<<<<

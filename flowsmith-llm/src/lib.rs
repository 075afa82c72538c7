mod generator;

// Provider-specific clients (feature-gated)
pub mod providers;

pub use flowsmith_core::{LlmRequest, LlmResponse, Message, Role};
pub use generator::{PromptGenerator, TextGenerator};

#[cfg(feature = "google")]
pub use providers::google::{GoogleClient, DEFAULT_GEMINI_MODEL, GEMINI_BASE_URL};

use flowsmith_core::Runnable;

pub trait Llm: Runnable<LlmRequest, LlmResponse> {}

impl<T> Llm for T where T: Runnable<LlmRequest, LlmResponse> {}
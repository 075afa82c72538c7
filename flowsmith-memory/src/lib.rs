pub mod session;

pub use session::{MemoryKey, SessionMemory};
//! The discovery index (`llms.txt`): a plain-markdown listing of every
//! published page for machine consumers.

use crate::index::SiteIndex;

/// Build the discovery document. Deterministic: derived solely from the
/// sorted index, so unchanged input reproduces identical bytes.
pub fn build_discovery(site_title: &str, site_description: &str, index: &SiteIndex) -> String {
    let mut out = String::new();

    out.push_str(&format!("# {}\n\n", site_title));
    out.push_str(&format!("> {}\n\n", site_description));
    out.push_str("## Recent Posts\n\n");

    for entry in index.entries() {
        if entry.description.is_empty() {
            out.push_str(&format!("- [{}]({})\n", entry.title, entry.url));
        } else {
            out.push_str(&format!(
                "- [{}]({}): {}\n",
                entry.title, entry.url, entry.description
            ));
        }
    }

    out
}

#[cfg(test)]
mod tests {
    use super::*;
    use persona_content::ContentItem;

    fn item(slug: &str, date: &str, title: &str) -> ContentItem {
        ContentItem::parse(
            &format!("---\ntitle: {title}\ndate: {date}\ndescription: about {slug}\n---\nbody"),
            slug.into(),
            "posts".into(),
        )
        .unwrap()
    }

    #[test]
    fn lists_newest_first_under_recent_posts() {
        let items = vec![
            item("a", "2026-02-14", "Older"),
            item("b", "2026-02-16", "Newer"),
        ];
        let index = SiteIndex::from_items(&items, "https://persona.example");

        let doc = build_discovery("personabot", "notes from a digital mind", &index);

        assert!(doc.contains("## Recent Posts"));

        let newer = doc.find("Newer").unwrap();
        let older = doc.find("Older").unwrap();
        assert!(newer < older);

        assert!(doc.contains(
            "- [Newer](https://persona.example/posts/b.html): about b"
        ));
    }

    #[test]
    fn identical_input_reproduces_identical_bytes() {
        let items = vec![item("a", "2026-02-14", "A"), item("b", "2026-02-16", "B")];

        let first = build_discovery(
            "t",
            "d",
            &SiteIndex::from_items(&items, "https://persona.example"),
        );
        let second = build_discovery(
            "t",
            "d",
            &SiteIndex::from_items(&items, "https://persona.example"),
        );

        assert_eq!(first, second);
    }
}
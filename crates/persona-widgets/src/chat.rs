//! Chat playground widget.

use std::ops::RangeInclusive;

/// Delay range for the simulated reply, in milliseconds.
pub const REPLY_DELAY_MS: RangeInclusive<u64> = 600..=1800;

/// Who said a message.
#[derive(Debug, Clone, Copy, PartialEq, Eq)]
pub enum Role {
    Visitor,
    Bot,
}

/// One chat transcript entry.
#[derive(Debug, Clone, PartialEq)]
pub struct Message {
    pub role: Role,
    pub text: String,
}

#[derive(Debug)]
struct PendingReply {
    remaining_ms: u64,
    text: String,
}

/// The chat demo: a local transcript plus at most one scheduled canned reply.
///
/// `send` appends the visitor message and schedules the reply after a bounded
/// random delay; the page event loop reports elapsed time via [`advance`],
/// which delivers the reply once the delay has run out. There is no retry or
/// cancellation; dropping the widget drops the pending reply with it.
///
/// [`advance`]: ChatDemo::advance
#[derive(Debug)]
pub struct ChatDemo {
    messages: Vec<Message>,
    pending: Option<PendingReply>,
    replies_used: usize,
}

const GREETING: &str = "Hello! I'm a scripted stand-in for the real assistant. Ask me anything.";

const CANNED_REPLIES: &[&str] = &[
    "Good question. In production I'd check the docs first, but between us: it depends.",
    "I ran the numbers. The numbers declined to comment.",
    "That's exactly the kind of thing I'd write a blog post about instead of answering directly.",
    "My confidence on that is high, which historically means I should double-check.",
];

impl ChatDemo {
    pub fn new() -> Self {
        Self {
            messages: vec![Message {
                role: Role::Bot,
                text: GREETING.to_string(),
            }],
            pending: None,
            replies_used: 0,
        }
    }

    /// Send a visitor message and schedule the reply after a random delay.
    ///
    /// Empty input is ignored, as is input while a reply is still pending
    /// (the composer is disabled during the typing indicator).
    pub fn send(&mut self, text: &str) {
        self.send_with_delay(text, rand::random_range(REPLY_DELAY_MS));
    }

    /// Send with an explicit delay. Drives the same transition as [`send`];
    /// the delay is only ever chosen, never re-rolled.
    ///
    /// [`send`]: ChatDemo::send
    pub fn send_with_delay(&mut self, text: &str, delay_ms: u64) {
        let text = text.trim();
        if text.is_empty() || self.pending.is_some() {
            return;
        }

        self.messages.push(Message {
            role: Role::Visitor,
            text: text.to_string(),
        });

        let reply = CANNED_REPLIES[self.replies_used % CANNED_REPLIES.len()];
        self.replies_used += 1;

        self.pending = Some(PendingReply {
            remaining_ms: delay_ms,
            text: reply.to_string(),
        });
    }

    /// Advance the widget clock, delivering the pending reply if due.
    pub fn advance(&mut self, elapsed_ms: u64) {
        let Some(mut pending) = self.pending.take() else {
            return;
        };

        if elapsed_ms >= pending.remaining_ms {
            self.messages.push(Message {
                role: Role::Bot,
                text: pending.text,
            });
        } else {
            pending.remaining_ms -= elapsed_ms;
            self.pending = Some(pending);
        }
    }

    /// Whether the typing indicator should show.
    pub fn is_waiting(&self) -> bool {
        self.pending.is_some()
    }

    pub fn messages(&self) -> &[Message] {
        &self.messages
    }
}

impl Default for ChatDemo {
    fn default() -> Self {
        Self::new()
    }
}
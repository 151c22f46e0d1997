//! Demo widget state models.
//!
//! Each widget on the demos page owns only its own transient state: created
//! with a fixed default, mutated by explicit UI events, discarded on unmount.
//! Timers are modeled as explicit `tick`/`advance` calls made by the page
//! event loop, which keeps every transition deterministic and testable.
//!
//! Nothing here touches the network or storage; the site builder only embeds
//! the initial-state snapshots from [`snapshot`].

pub mod carousel;
pub mod chat;
pub mod config;
pub mod features;
pub mod feedback;
pub mod shell;
pub mod snapshot;
pub mod status;

pub use carousel::{Testimonial, TestimonialCarousel};
pub use chat::{ChatDemo, Message, Role};
pub use config::{ConfigPreview, Model, Snapshot};
pub use features::FeaturesPanel;
pub use feedback::{FeedbackForm, FormError, FormState};
pub use shell::{ActiveWidget, DemoShell, Tab};
pub use status::{Health, Service, StatusDashboard};
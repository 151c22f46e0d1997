//! Config preview widget.

use serde::Serialize;

/// Selectable model tier.
#[derive(Debug, Clone, Copy, PartialEq, Eq, Serialize)]
#[serde(rename_all = "kebab-case")]
pub enum Model {
    Swift,
    Balanced,
    Deep,
}

impl Model {
    pub fn label(&self) -> &'static str {
        match self {
            Self::Swift => "swift",
            Self::Balanced => "balanced",
            Self::Deep => "deep",
        }
    }
}

/// A generated settings snapshot.
///
/// Built fresh from the current selection on every call; nothing is cached
/// between generations.
#[derive(Debug, Clone, PartialEq, Serialize)]
pub struct Snapshot {
    pub model: Model,
    pub temperature: f32,
    pub max_tokens: u32,
}

/// The config preview: three knobs and a snapshot button.
#[derive(Debug)]
pub struct ConfigPreview {
    model: Model,
    temperature: f32,
    max_tokens: u32,
}

impl ConfigPreview {
    pub fn new() -> Self {
        Self {
            model: Model::Balanced,
            temperature: 0.7,
            max_tokens: 4096,
        }
    }

    pub fn set_model(&mut self, model: Model) {
        self.model = model;
    }

    /// Slider range 0.0 to 2.0; out-of-range input clamps.
    pub fn set_temperature(&mut self, temperature: f32) {
        self.temperature = temperature.clamp(0.0, 2.0);
    }

    /// At least one token; the slider tops out at 32768.
    pub fn set_max_tokens(&mut self, max_tokens: u32) {
        self.max_tokens = max_tokens.clamp(1, 32_768);
    }

    pub fn model(&self) -> Model {
        self.model
    }

    pub fn temperature(&self) -> f32 {
        self.temperature
    }

    pub fn max_tokens(&self) -> u32 {
        self.max_tokens
    }

    /// Generate a snapshot of the selection as it stands right now.
    pub fn snapshot(&self) -> Snapshot {
        Snapshot {
            model: self.model,
            temperature: self.temperature,
            max_tokens: self.max_tokens,
        }
    }

    /// The snapshot as pretty-printed JSON, as shown in the widget.
    pub fn snapshot_json(&self) -> Result<String, serde_json::Error> {
        serde_json::to_string_pretty(&self.snapshot())
    }
}

impl Default for ConfigPreview {
    fn default() -> Self {
        Self::new()
    }
}

#[cfg(test)]
mod tests {
    use super::*;
    use pretty_assertions::assert_eq;

    #[test]
    fn snapshot_reflects_selection_at_generation_time() {
        let mut preview = ConfigPreview::new();

        let before = preview.snapshot();
        assert_eq!(before.model, Model::Balanced);

        preview.set_model(Model::Deep);
        preview.set_temperature(0.2);
        preview.set_max_tokens(1024);

        // A fresh snapshot sees the new values; the old one is untouched
        let after = preview.snapshot();
        assert_eq!(after.model, Model::Deep);
        assert_eq!(after.temperature, 0.2);
        assert_eq!(after.max_tokens, 1024);
        assert_eq!(before.model, Model::Balanced);
    }

    #[test]
    fn snapshot_json_carries_current_values() {
        let mut preview = ConfigPreview::new();
        preview.set_model(Model::Swift);
        preview.set_max_tokens(512);

        let json = preview.snapshot_json().unwrap();

        assert!(json.contains("\"swift\""));
        assert!(json.contains("512"));
    }

    #[test]
    fn knobs_clamp_to_their_ranges() {
        let mut preview = ConfigPreview::new();

        preview.set_temperature(9.5);
        assert_eq!(preview.temperature(), 2.0);

        preview.set_temperature(-1.0);
        assert_eq!(preview.temperature(), 0.0);

        preview.set_max_tokens(0);
        assert_eq!(preview.max_tokens(), 1);

        preview.set_max_tokens(1_000_000);
        assert_eq!(preview.max_tokens(), 32_768);
    }
}
//! Filename to slug conversion.

use std::path::Path;

/// Derive a URL-safe slug from a content file name.
///
/// `content/posts/2026-02-14-memory.md` becomes `2026-02-14-memory`.
/// Characters outside `[a-z0-9-]` are folded to dashes and runs collapse.
pub fn slug_from_filename(path: &Path) -> String {
    let stem = path
        .file_stem()
        .and_then(|s| s.to_str())
        .unwrap_or("untitled");

    slugify(stem)
}

/// Convert arbitrary text to a URL-safe slug.
pub fn slugify(text: &str) -> String {
    text.to_lowercase()
        .chars()
        .map(|c| {
            if c.is_ascii_alphanumeric() {
                c
            } else {
                '-'
            }
        })
        .collect::<String>()
        .split('-')
        .filter(|s| !s.is_empty())
        .collect::<Vec<_>>()
        .join("-")
}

>>>>

— TASK BRIEF —
Look through the entries above and quote exactly the lines from the line with "preview.set_temperature(-1.0);" to the line with "pub fn slugify(text: &str)", counting both of those lines.

— TASK ANSWER —
        preview.set_temperature(-1.0);
        assert_eq!(preview.temperature(), 0.0);

        preview.set_max_tokens(0);
        assert_eq!(preview.max_tokens(), 1);

        preview.set_max_tokens(1_000_000);
        assert_eq!(preview.max_tokens(), 32_768);
    }
}
//! Filename to slug conversion.

use std::path::Path;

/// Derive a URL-safe slug from a content file name.
///
/// `content/posts/2026-02-14-memory.md` becomes `2026-02-14-memory`.
/// Characters outside `[a-z0-9-]` are folded to dashes and runs collapse.
pub fn slug_from_filename(path: &Path) -> String {
    let stem = path
        .file_stem()
        .and_then(|s| s.to_str())
        .unwrap_or("untitled");

    slugify(stem)
}

/// Convert arbitrary text to a URL-safe slug.
pub fn slugify(text: &str) -> String {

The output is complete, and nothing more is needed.